There are loads more stories – like ones when PVGRC came to help out in digging out the pond – and Rodger hauling my stuck in the snow van up his driveway — and so many more.”d’Alex Childers
“The many times he helped us learn how to train our dogs in field, being patient & giving us great advice! We send our deepest sympathy to Sue & the family… he was a special person.”Jody & John Culver
“A cute Rodger story. We went to an event at their place, veterans or something, and Caitlin was about 5. She latched on to Rodger and he took her around on the 4 wheeler, she “helped” him carry things. They spent the day together. Everywhere he went she was right behind him. It was so cute. She talked about her friend, Rodger, for weeks. Caitlin is 30 now.”Cathy Story
The Hap Arnold Good Sportsmanship Award recognizes a member who has contributed unselfishly to the Potomac Valley Golden Retriever Club and to the advancement of the sport of dogs, without regard to personal honor. For those of you who did not have the pleasure of knowing him, a little about Hap Arnold:
Hobart Sloan Arnold, Hap, was among the founders of PVGRC and a Lifetime Member of the Club. He passed away in August 1994. Hap finished his first Golden champion, Rebel, almost 50 years ago. Over the years, Hap served as Club President, Specialty Secretary, and Specialty Show Announcer. He gave his service as Conformation Ring Steward countless times, and was the official Statistician for the GRCA for over 20 years. Just months before his death, and in failing health, Hap stepped forward to serve as Chief Conformation Steward for the 1994 Eastern Regional Specialty, when no one else would. A teacher of those new to the game, a trusted friend of old-timers, and a man dedicated to the Golden Retriever and the sport of dogs, we are proud to honor his memory.

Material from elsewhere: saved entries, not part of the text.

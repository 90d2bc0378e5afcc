//! The integer event protocol spoken with the engine.
//!
//! The numeric values are a fixed contract with the native side and must
//! never be renumbered. Raw codes are decoded into these enums once, at the
//! boundary, and unknown codes are dropped there.

use num_enum::{IntoPrimitive, TryFromPrimitive};

/// Game-level notifications. The same numbering is used for requests sent
/// into the engine and for notifications the engine reports back.
#[derive(Debug, Clone, Copy, PartialEq, Eq, Hash, TryFromPrimitive, IntoPrimitive)]
#[repr(i32)]
pub enum GameEvent {
    /// Hardware scaling didn't work out, fall back to software scaling
    ScalerFallback = 0,
    ShouldTestShader = 1,
    ShaderTestSuccess = 2,
    ShaderTestFailure = 3,
    LoadSuccess = 4,
    LoadFailure = 5,
    SaveSuccess = 6,
    SaveFailure = 7,
    SaveCancelled = 8,
    HebrewTitleGone = 9,
    PostcardShown = 10,
    ShowMenu = 11,
    /// The high quality shader is too slow, fall back to the low quality one
    ScalerLqFallback = 12,
    UseUltraMode = 13,
}

/// In-game menu choices the engine asks the host to present
#[derive(Debug, Clone, Copy, PartialEq, Eq, Hash, TryFromPrimitive, IntoPrimitive)]
#[repr(i32)]
pub enum GameOption {
    None = 0,
    Save = 1,
    Load = 2,
    Exit = 3,
}

/// Which stage a preloaded shader source belongs to
#[derive(Debug, Clone, Copy, PartialEq, Eq, Hash, TryFromPrimitive, IntoPrimitive)]
#[repr(i32)]
pub enum ShaderKind {
    Vertex = 0,
    Fragment = 1,
    LqVertex = 2,
    LqFragment = 3,
}

/// The `type` argument of an input event pushed into the engine
#[derive(Debug, Clone, Copy, PartialEq, Eq, Hash, TryFromPrimitive, IntoPrimitive)]
#[repr(i32)]
pub enum InputEventType {
    SysKey = 0,
    Key = 1,
    Dpad = 2,
    Down = 3,
    Scroll = 4,
    Tap = 5,
    DoubleTap = 6,
    Multi = 7,
    Ball = 8,
    /// Asks the engine to leave its main loop; the cooperative way to end a run
    Quit = 0x1000,
}

/// An input event for the engine, with up to five type-specific arguments
#[derive(Debug, Clone, Copy, PartialEq, Eq)]
pub struct InputEvent {
    pub kind: InputEventType,
    pub args: [i32; 5],
}

impl InputEvent {
    pub fn new(kind: InputEventType, args: [i32; 5]) -> Self {
        Self { kind, args }
    }

    pub fn quit() -> Self {
        Self::new(InputEventType::Quit, [0; 5])
    }
}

This year’s recipient of the Hap Arnold Good Sportsmanship award possesses the same qualities as Hap – past President, a teacher, a trusted friend and one dedicated to the Golden Retriever and the sport of dogs. It is impossible to list everything this person has done for PVGRC without spoiling our surprise. But I will tell you this. Every single one of you knows this person. This member is someone we all look up to. This club member’s name is synonymous with PVGRC. There is not anything this person has not done for PVGRC. For as long as I can remember, this member, year after year, has been an integral part of each and every one of our club’s activities — our banquets, our Spring Specialties, WC/WCX tests, our agility trials, our Veterans Days, our annual Olympics, our fall matches, our Hunt Tests, and our tracking tests. This member did everything at our National including the most un-glamorous jobs like picking up trash bags from every trash can on the show site, hauling hoses to get water to the RVs, laying floor tile, and generator tweaking — all the things that made our National run so smoothly and efficiently.
While our committee believed that every member of PVGRC should be recognized for all of their hard work last year, we also felt that this year’s recipient truly deserved to be singled out to receive the Hap Arnold award because he has given so much to this club over the years and asked for nothing in return except maybe a smile and a thank you.